Bezos: “We feel the same way about syncing” taking a dig at Apple’s iPad by showing a white USB cord. Amazon syncing will be Whispersync for all media — users can put movie from Kindle Fire to “living room TV.” He shows off the video and the music on the Fire -- “XMen” and Adele’s “Rolling in the Deep.” It looks and sounds very good. The music plays in the background as the user reads, and you can pull up the music menu from top menu to make it easy to manage while reading.

10:21 a.m.: A new, non-touch Kindle is unveiled at 5.98 ounces, with built in WiFi. It will sell for $79; same-day shipping.

Bezos talks about Prime Instant Video, and says Amazon is already committed to streaming contracts with content managers, such as CBS, NBC/Universal, Fox. He mentions Amazon Web services (storage, CloudFront), which are used by many companies.

10:17: Bezos introduces the Kindle Touch e-reader, which has no buttons, but has a new touch layout system with a tap-menu touch zone at the top, the previous page in a left column and the next page on the bulk of the screen. It will cost $99.

The Touch also offer integration with encyclopedias, meant to make it easy to look up historical, literary and other information right from the Kindle book. Reference points will be downloaded as a side file with the book.

Bezos also announces the Kindle Touch 3G, which has no annual contract and no data

plan. For $149.

10:05 a.m.: Amazon CEO Jeff Bezos takes the stage and says that four years ago he decided to reinvent the book. He reads off some bad reviews of the Kindle, which said that Amazon couldn't compete with Apple’s offerings because the Kindle had no other content.
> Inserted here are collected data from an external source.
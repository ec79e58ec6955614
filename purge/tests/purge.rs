use std::sync::Arc;

use pretty_assertions::assert_eq;
use simcity_core::prelude::DeployEnvironment;
use simcity_purge::{
    purge_synthetic, Credentials, PurgeAuth, PurgeError, PurgeRequest, Purger, SyntheticRowStore,
};
use simcity_store::SqliteStore;

fn seeded_store(dir: &std::path::Path) -> SqliteStore {
    let store = SqliteStore::open(dir.join("simcity.db")).unwrap();
    for _ in 0..3 {
        store
            .insert_shared_row("bookings", Some("simcity"), "{}")
            .unwrap();
    }
    store
        .insert_shared_row("bookings", None, "{\"real\":true}")
        .unwrap();
    store
        .insert_shared_row("ops_events", Some("simcity"), "{}")
        .unwrap();
    store
        .insert_shared_row("ops_events", Some("other"), "{}")
        .unwrap();
    store
}

fn admin() -> Credentials {
    Credentials {
        authorization: None,
        admin_token: Some("secret".to_string()),
    }
}

fn purger(store: SqliteStore, environment: DeployEnvironment) -> Purger {
    Purger::new(
        Arc::new(store),
        PurgeAuth::new(Some("internal".to_string()), Some("secret".to_string())),
        environment,
    )
}

#[test]
fn dry_run_is_the_default_and_deletes_nothing() {
    let dir = tempfile::tempdir().unwrap();
    let store = seeded_store(dir.path());
    let purger = purger(store.clone(), DeployEnvironment::Staging);

    let request: PurgeRequest = serde_json::from_str("{}").unwrap();
    let report = purger.purge(&admin(), &request).unwrap();

    assert!(report.dry_run);
    assert_eq!(report.total, 4);
    assert_eq!(report.tables["bookings"].count, 3);
    assert_eq!(report.tables["ops_events"].count, 1);
    assert_eq!(report.tables["availability_slots"].count, 0);
    assert_eq!(report.tables.len(), 5);
    assert!(report.errors.is_empty());
    assert_eq!(store.count_rows("bookings").unwrap(), 4);
}

#[test]
fn live_purge_removes_only_synthetic_rows() {
    let dir = tempfile::tempdir().unwrap();
    let store = seeded_store(dir.path());
    let purger = purger(store.clone(), DeployEnvironment::Test);

    let credentials = Credentials {
        authorization: Some("Bearer internal".to_string()),
        admin_token: None,
    };
    let report = purger
        .purge(&credentials, &PurgeRequest { dry_run: Some(false) })
        .unwrap();

    assert!(!report.dry_run);
    assert_eq!(report.total, 4);
    assert_eq!(store.count_rows("bookings").unwrap(), 1);
    assert_eq!(store.count_rows("ops_events").unwrap(), 1);
    assert_eq!(store.count_synthetic("bookings", "simcity").unwrap(), 0);
}

#[test]
fn production_is_rejected_before_authentication() {
    let dir = tempfile::tempdir().unwrap();
    let store = seeded_store(dir.path());
    let purger = purger(store.clone(), DeployEnvironment::Production);

    for credentials in [admin(), Credentials::default()] {
        for dry_run in [None, Some(true), Some(false)] {
            let err = purger
                .purge(&credentials, &PurgeRequest { dry_run })
                .unwrap_err();
            assert_eq!(err.status_code(), 403);
            assert!(err.to_string().contains("production"));
        }
    }
    assert_eq!(store.count_rows("bookings").unwrap(), 4);
}

#[test]
fn unauthenticated_callers_get_401() {
    let dir = tempfile::tempdir().unwrap();
    let purger = purger(seeded_store(dir.path()), DeployEnvironment::Staging);

    let err = purger
        .purge(&Credentials::default(), &PurgeRequest::default())
        .unwrap_err();
    assert_eq!(err, PurgeError::Unauthorized);
    assert_eq!(err.status_code(), 401);
}

struct BrokenTable;

impl SyntheticRowStore for BrokenTable {
    fn count_synthetic(&self, table: &str, _source: &str) -> anyhow::Result<u64> {
        if table == "bookings" {
            anyhow::bail!("no such table: bookings");
        }
        Ok(2)
    }

    fn delete_synthetic(&self, table: &str, source: &str) -> anyhow::Result<u64> {
        self.count_synthetic(table, source)
    }
}

#[test]
fn table_failures_are_reported_per_table() {
    let report = purge_synthetic(&BrokenTable, ["bookings", "ops_events"], true);

    assert_eq!(report.total, 2);
    assert_eq!(report.tables["ops_events"].count, 2);
    assert_eq!(
        report.tables["bookings"].error.as_deref(),
        Some("no such table: bookings")
    );
    assert_eq!(report.errors, vec!["bookings: no such table: bookings".to_string()]);

    let encoded = serde_json::to_value(&report).unwrap();
    assert!(encoded["tables"]["ops_events"].get("error").is_none());
    assert_eq!(encoded["dryRun"], serde_json::json!(true));
}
Kindle works, Bezos says, because it's an end-to-end service. E-ink, makes the Kindle like a printed page, and the reader has long battery life. It also archives books, making it easy to carry thousands of books. Amazon added text to speech and personal e-mail address for documents. It built an ecosystem to “buy once, read everywhere.”

9:58 a.m.: The event is about to start. The last audience members are filing in and taking their seats. The latest buzz is that the Kindle Fire will be a $199, 7-inch tablet, via a report from Bloomberg. The report said it also will come with a 30-day trial of Amazon Prime.

Hayley Tsukayama covers consumer technology for The Washington Post.